Section 1 of the Constitution vests the legislative power of the Commonwealth in a Parliament “which shall consist of the Queen, a Senate, and a House of Representatives”.
Sections 7 and 24 relevantly provide:
“7 The Senate shall be composed of senators for each State, directly chosen by the people of the State, voting, until the Parliament otherwise provides, as one electorate.
24 The House of Representatives shall be composed of members directly chosen by the people of the Commonwealth, and the number of such members shall be, as nearly as practicable, twice the number of the senators.”
Section 24 does not expressly refer to elections, but s 25 makes it plain that the House of Representatives is to be directly chosen by the people of the Commonwealth voting at elections. Other provisions of the Constitution ensure that there shall be periodic elections. Thus, under s 13, six years is the longest term that a senator can serve before his or her place becomes vacant. Similarly, by s 28, every House of Representatives is to continue for three years from the first meeting of the House and no longer. Sections 8and 30 ensure that, in choosing senators and members of the House of Representatives, each elector shall vote only once.

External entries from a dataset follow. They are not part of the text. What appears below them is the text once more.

//! The mapping filter chain.
//!
//! Each stage takes the mapping sequence by value and returns a new,
//! narrowed sequence in the original order; nothing is mutated in place
//! and nothing is written back to the consent store. Stage order is
//! fixed: inactive mappings first, the flag-gated eligibility filters,
//! then duplicate removal last.

use crate::metadata::{MetadataError, MetadataGateway, BNR_PERMISSION_KEY, BNR_REVOKE_PERMISSION};
use dataright_core::context::ValidationContext;
use dataright_core::mapping::{AccountMapping, MappingPermission};
use std::collections::HashSet;
use tracing::{debug, warn};

/// Applies the fixed filter sequence over a consent's mappings.
pub struct MappingFilterChain<'a> {
    gateway: &'a dyn MetadataGateway,
}

impl<'a> MappingFilterChain<'a> {
    /// Chain over the given metadata gateway.
    pub fn new(gateway: &'a dyn MetadataGateway) -> Self {
        Self { gateway }
    }

    /// Run every applicable stage in order.
    ///
    /// Flag-gated stages only run when the context enables them; the
    /// inactive-mapping and duplicate filters always run. A gateway
    /// failure aborts the whole call.
    pub fn apply(
        &self,
        ctx: &ValidationContext,
        mappings: Vec<AccountMapping>,
    ) -> Result<Vec<AccountMapping>, MetadataError> {
        let mut mappings = drop_inactive(mappings);

        if ctx.flags.doms_enabled {
            mappings = self.filter_doms_ineligible(mappings)?;
        }
        if ctx.flags.secondary_user_accounts_enabled {
            mappings = self.filter_secondary_user_ineligible(&ctx.user_id, mappings)?;
        }
        if ctx.flags.legal_entity_block_enabled {
            mappings =
                self.filter_legal_entity_blocked(&ctx.user_id, &ctx.client_id, mappings)?;
        }
        if ctx.flags.bnr_validate_on_retrieval_enabled {
            mappings = self.filter_revoked_bnr_permission(&ctx.user_id, mappings)?;
        }

        Ok(drop_duplicates(mappings))
    }

    /// Drop joint accounts whose co-holder elected no-sharing.
    ///
    /// Accounts without a recorded election stay disclosable.
    pub fn filter_doms_ineligible(
        &self,
        mappings: Vec<AccountMapping>,
    ) -> Result<Vec<AccountMapping>, MetadataError> {
        let mut kept = Vec::with_capacity(mappings.len());
        for mapping in mappings {
            let option = self
                .gateway
                .disclosure_option(&mapping.account_id)
                .map_err(|e| {
                    warn!(account_id = %mapping.account_id, error = %e,
                        "disclosure option lookup failed");
                    e
                })?;
            if option.permits_sharing() {
                kept.push(mapping);
            } else {
                debug!(account_id = %mapping.account_id,
                    "dropped mapping: disclosure option is no-sharing");
            }
        }
        Ok(kept)
    }

    /// Drop secondary-user mappings whose instruction is not active.
    ///
    /// Only mappings consented under the secondary-user role consult the
    /// gateway; every other role passes through untouched.
    pub fn filter_secondary_user_ineligible(
        &self,
        user_id: &str,
        mappings: Vec<AccountMapping>,
    ) -> Result<Vec<AccountMapping>, MetadataError> {
        let mut kept = Vec::with_capacity(mappings.len());
        for mapping in mappings {
            if mapping.permission != MappingPermission::SecondaryUser {
                kept.push(mapping);
                continue;
            }
            let eligible = self
                .gateway
                .is_secondary_user_eligible(&mapping.account_id, user_id)
                .map_err(|e| {
                    warn!(account_id = %mapping.account_id, error = %e,
                        "secondary user eligibility lookup failed");
                    e
                })?;
            if eligible {
                kept.push(mapping);
            } else {
                debug!(account_id = %mapping.account_id,
                    "dropped mapping: secondary user instruction inactive");
            }
        }
        Ok(kept)
    }

    /// Drop mappings whose legal entity is blocked for the account/user pair.
    ///
    /// The lookup needs all three of client, account, and user id; when
    /// any is blank the mapping is left untouched by this stage.
    pub fn filter_legal_entity_blocked(
        &self,
        user_id: &str,
        client_id: &str,
        mappings: Vec<AccountMapping>,
    ) -> Result<Vec<AccountMapping>, MetadataError> {
        let mut kept = Vec::with_capacity(mappings.len());
        for mapping in mappings {
            if client_id.trim().is_empty()
                || user_id.trim().is_empty()
                || mapping.account_id.trim().is_empty()
            {
                kept.push(mapping);
                continue;
            }
            let blocked = self
                .gateway
                .is_legal_entity_blocked(&mapping.account_id, user_id, client_id)
                .map_err(|e| {
                    warn!(account_id = %mapping.account_id, error = %e,
                        "legal entity block lookup failed");
                    e
                })?;
            if blocked {
                debug!(account_id = %mapping.account_id,
                    "dropped mapping: legal entity sharing blocked");
            } else {
                kept.push(mapping);
            }
        }
        Ok(kept)
    }

    /// Drop accounts where the user's nominated-representative
    /// permission was revoked.
    pub fn filter_revoked_bnr_permission(
        &self,
        user_id: &str,
        mappings: Vec<AccountMapping>,
    ) -> Result<Vec<AccountMapping>, MetadataError> {
        let mut kept = Vec::with_capacity(mappings.len());
        for mapping in mappings {
            let permission = self
                .gateway
                .account_metadata_by_key(&mapping.account_id, user_id, BNR_PERMISSION_KEY)
                .map_err(|e| {
                    warn!(account_id = %mapping.account_id, error = %e,
                        "nominated representative permission lookup failed");
                    e
                })?;
            match permission.as_deref() {
                Some(BNR_REVOKE_PERMISSION) => {
                    debug!(account_id = %mapping.account_id,
                        "dropped mapping: nominated representative permission revoked");
                }
                _ => kept.push(mapping),
            }
        }
        Ok(kept)
    }
}

/// Drop mappings whose status is inactive. Always runs first.
pub fn drop_inactive(mappings: Vec<AccountMapping>) -> Vec<AccountMapping> {
    mappings.into_iter().filter(|m| m.is_active()).collect()
}

/// Keep the first occurrence per account id, preserving original order.
/// Always runs last.
pub fn drop_duplicates(mappings: Vec<AccountMapping>) -> Vec<AccountMapping> {
    let mut seen = HashSet::new();
    mappings
        .into_iter()
        .filter(|m| seen.insert(m.account_id.clone()))
        .collect()
}

#[cfg(test)]
mod tests {
    use super::*;
    use dataright_core::mapping::MappingStatus;

    fn mapping(account_id: &str) -> AccountMapping {
        AccountMapping::new(account_id, "user-1", MappingPermission::Primary)
    }

    #[test]
    fn inactive_mappings_are_dropped() {
        let mappings = vec![
            mapping("a"),
            mapping("b").with_status(MappingStatus::Inactive),
            mapping("c"),
        ];
        let kept = drop_inactive(mappings);
        let ids: Vec<&str> = kept.iter().map(|m| m.account_id.as_str()).collect();
        assert_eq!(ids, ["a", "c"]);
    }

    #[test]
    fn duplicates_keep_first_occurrence_in_order() {
        let mappings = vec![
            mapping("a"),
            mapping("b"),
            mapping("a"),
            mapping("c"),
            mapping("b"),
        ];
        let kept = drop_duplicates(mappings);
        let ids: Vec<&str> = kept.iter().map(|m| m.account_id.as_str()).collect();
        assert_eq!(ids, ["a", "b", "c"]);
    }

    #[test]
    fn dedup_is_idempotent() {
        let mappings = vec![mapping("a"), mapping("b"), mapping("a")];
        let once = drop_duplicates(mappings);
        let twice = drop_duplicates(once.clone());
        assert_eq!(once, twice);
    }
}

The effect of ss 1, 7, 8, 13, 24, 25, 28 and 30 therefore is to ensure that the Parliament of the Commonwealth will be representative of the people of the Commonwealth.

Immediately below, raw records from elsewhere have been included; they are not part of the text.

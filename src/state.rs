//! Board state and the per-tick rules, kept free of any terminal handling.

use anyhow::{ensure, Result};
use log::{debug, warn};
use rand::{seq::SliceRandom, Rng};

use crate::segments::SegmentList;
use crate::snake::{turn, Direction, Position};

pub const SCORE_PER_FRUIT: u32 = 10;
pub const MIN_BOARD_SIZE: i32 = 5;
const MAX_PLACEMENT_ATTEMPTS: usize = 256;

#[derive(Copy, Clone, Debug, PartialEq, Eq)]
pub enum Action {
    Turn(Direction),
    Quit,
}

#[derive(Copy, Clone, Debug, PartialEq, Eq)]
pub enum Crash {
    Wall,
    SelfCollision,
}

/// What a single call to [`GameState::advance`] did.
#[derive(Copy, Clone, Debug, PartialEq, Eq)]
pub enum Step {
    /// No direction chosen yet, or the game is already over.
    Idle,
    Moved,
    AteFruit,
    AteBadFruit,
    Crashed(Crash),
    /// A fruit was eaten but there is no free cell left for the next one.
    BoardFull,
}

pub struct GameState {
    width: i32,
    height: i32,
    snake: SegmentList,
    fruit: Position,
    bad_fruit: Option<Position>,
    score: u32,
    direction: Option<Direction>,
    game_over: bool,
}

impl GameState {
    pub fn new<R: Rng>(width: i32, height: i32, rng: &mut R) -> Result<Self> {
        ensure!(
            width >= MIN_BOARD_SIZE && height >= MIN_BOARD_SIZE,
            "board of {}x{} is too small, need at least {}x{}",
            width, height, MIN_BOARD_SIZE, MIN_BOARD_SIZE
        );

        let mut snake = SegmentList::new();
        snake.insert_at_head(Position::new(width / 2, height / 2));

        // A 5x5 board leaves 8 free interior cells around the head
        let fruit = place_item(width, height, |pos| snake.contains(pos), rng)
            .ok_or_else(|| anyhow::anyhow!("no free cell for the first fruit"))?;

        Ok(GameState {
            width,
            height,
            snake,
            fruit,
            bad_fruit: None,
            score: 0,
            direction: None,
            game_over: false,
        })
    }

    pub fn width(&self) -> i32 {
        self.width
    }

    pub fn height(&self) -> i32 {
        self.height
    }

    pub fn snake(&self) -> &SegmentList {
        &self.snake
    }

    pub fn fruit(&self) -> Position {
        self.fruit
    }

    pub fn bad_fruit(&self) -> Option<Position> {
        self.bad_fruit
    }

    pub fn score(&self) -> u32 {
        self.score
    }

    pub fn is_over(&self) -> bool {
        self.game_over
    }

    pub fn in_bounds(&self, pos: Position) -> bool {
        pos.x >= 0 && pos.x < self.width && pos.y >= 0 && pos.y < self.height
    }

    /// True when `pos` lies on the body behind the head, as it is before the
    /// move is applied.
    pub fn hits_body(&self, pos: Position) -> bool {
        self.snake.iter().skip(1).any(|seg| seg == pos)
    }

    pub fn apply(&mut self, action: Action) {
        match action {
            Action::Turn(dir) => self.direction = turn(self.direction, dir),
            Action::Quit => self.game_over = true,
        }
    }

    pub fn advance<R: Rng>(&mut self, rng: &mut R) -> Step {
        if self.game_over {
            return Step::Idle;
        }

        let (dir, head) = match (self.direction, self.snake.head()) {
            (Some(dir), Some(head)) => (dir, head.position()),
            _ => return Step::Idle,
        };
        let next = head.step(dir);

        if !self.in_bounds(next) {
            self.game_over = true;
            return Step::Crashed(Crash::Wall);
        }

        if self.hits_body(next) {
            self.game_over = true;
            return Step::Crashed(Crash::SelfCollision);
        }

        let mut grow = false;
        let mut step = Step::Moved;

        if next == self.fruit {
            self.score += SCORE_PER_FRUIT;
            if !self.respawn_items(next, rng) {
                self.game_over = true;
                return Step::BoardFull;
            }
            grow = true;
            step = Step::AteFruit;
        } else if Some(next) == self.bad_fruit {
            let len = self.snake.count_nodes();
            if len > 1 {
                self.snake.remove_node_at(rng.gen_range(1..len));
            }
            if !self.respawn_items(next, rng) {
                self.game_over = true;
                return Step::BoardFull;
            }
            step = Step::AteBadFruit;
        }

        self.snake.update_positions(next, grow);
        step
    }

    /// Places a new fruit and a new bad fruit, keeping both off the snake and
    /// off `next_head`. Returns false if the fruit had nowhere to go.
    fn respawn_items<R: Rng>(&mut self, next_head: Position, rng: &mut R) -> bool {
        let snake = &self.snake;

        let bad = self.bad_fruit;
        let fruit = place_item(self.width, self.height, |pos| {
            pos == next_head || snake.contains(pos) || Some(pos) == bad
        }, rng);
        let fruit = match fruit {
            Some(fruit) => fruit,
            None => return false,
        };
        self.fruit = fruit;

        self.bad_fruit = place_item(self.width, self.height, |pos| {
            pos == next_head || pos == fruit || snake.contains(pos)
        }, rng);
        if self.bad_fruit.is_none() {
            warn!("no free cell left for the bad fruit");
        }

        true
    }
}

#[cfg(test)]
impl GameState {
    /// Replaces the body; `segments` is given head first.
    pub fn set_body(&mut self, segments: &[Position]) {
        self.snake = SegmentList::new();
        for pos in segments.iter().rev() {
            self.snake.insert_at_head(*pos);
        }
    }

    pub fn set_items(&mut self, fruit: Position, bad_fruit: Option<Position>) {
        self.fruit = fruit;
        self.bad_fruit = bad_fruit;
    }
}

/// Picks a random interior cell (inside the border row/column of the board)
/// for which `occupied` is false.
///
/// Samples at random first; once `MAX_PLACEMENT_ATTEMPTS` samples have all
/// landed on occupied cells it falls back to choosing among every free cell,
/// so a crowded board still terminates. Returns `None` if nothing is free.
pub fn place_item<R, F>(width: i32, height: i32, occupied: F, rng: &mut R) -> Option<Position>
where
    R: Rng,
    F: Fn(Position) -> bool,
{
    if width < 3 || height < 3 {
        return None;
    }

    for _ in 0..MAX_PLACEMENT_ATTEMPTS {
        let pos = Position::new(rng.gen_range(1..width - 1), rng.gen_range(1..height - 1));
        if !occupied(pos) {
            return Some(pos);
        }
    }

    let free: Vec<Position> = (1..height - 1)
        .flat_map(|y| (1..width - 1).map(move |x| Position::new(x, y)))
        .filter(|pos| !occupied(*pos))
        .collect();
    debug!("placement fell back to scanning, {} free cells", free.len());

    free.choose(rng).copied()
}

Other sections of the Constitution establish a formal relationship between the Executive Government and the Parliament and provide for a system of responsible ministerial government, a system of government which, “prior to the establishment of the Commonwealth of Australia in 1901 … had become one of the central characteristics of our polity”. Thus, s 6 of the Constitution requires that there be a session of the Parliament at least once in every year, so that 12 months shall not intervene between the last sitting in one session and the first sitting in the next. Section 83 ensures that the legislature controls supply. It does so by requiring parliamentary authority for the expenditure by the Executive Government of any fund or sum of money standing to the credit of the Crown in right of the Commonwealth, irrespective of source. Sections 62 and 64 of the Constitution combine to provide for the executive power of the Commonwealth, which is vested in the Queen and exercisable by the Governor-General, to be exercised “on the initiative and advice” of Ministers and limit to three months the period in which a Minister of State may hold office without being or becoming a senator or member of the House of Representatives. Section 49 of the Constitution, in dealing with the powers, privileges and immunities of the Senate and of the House of Representatives, secures the freedom of speech in debate which, in England, historically was a potent instrument by which the House of Commons defended its right to consider and express opinions on the conduct of affairs of State by the Sovereign and the Ministers, advisers and servants of the Crown. Section 49 also provides the source of coercive authority for each chamber of the Parliament to summon witnesses, or to require the production of documents, under pain of punishment for contempt.’
The High Court’s recognition of our Australian system of ‘representative and responsible government’ in these terms is premised on there being a ‘system of responsible Ministerial government’, not a government by one MP, or a government where a co-Minister, known or unknown to the electors, can override the other, or otherwise cause the puppets strings of the other to be pulled.
As I say, sometimes, when something seems so wrong, you just know it can’t be right.
Sometimes, when something governmental is not ethically right, it’s also Constitutionally wrong.
In the present instance, there is every reason for thinking the idea of co-Ministers is Constitutionally wrong.
We, of course, don’t know just what advice, qualified or unqualified, the former PM had when he did what he did.
It’ll be interesting, however, to see what the current PM’s Constitutional law advisers tell him now!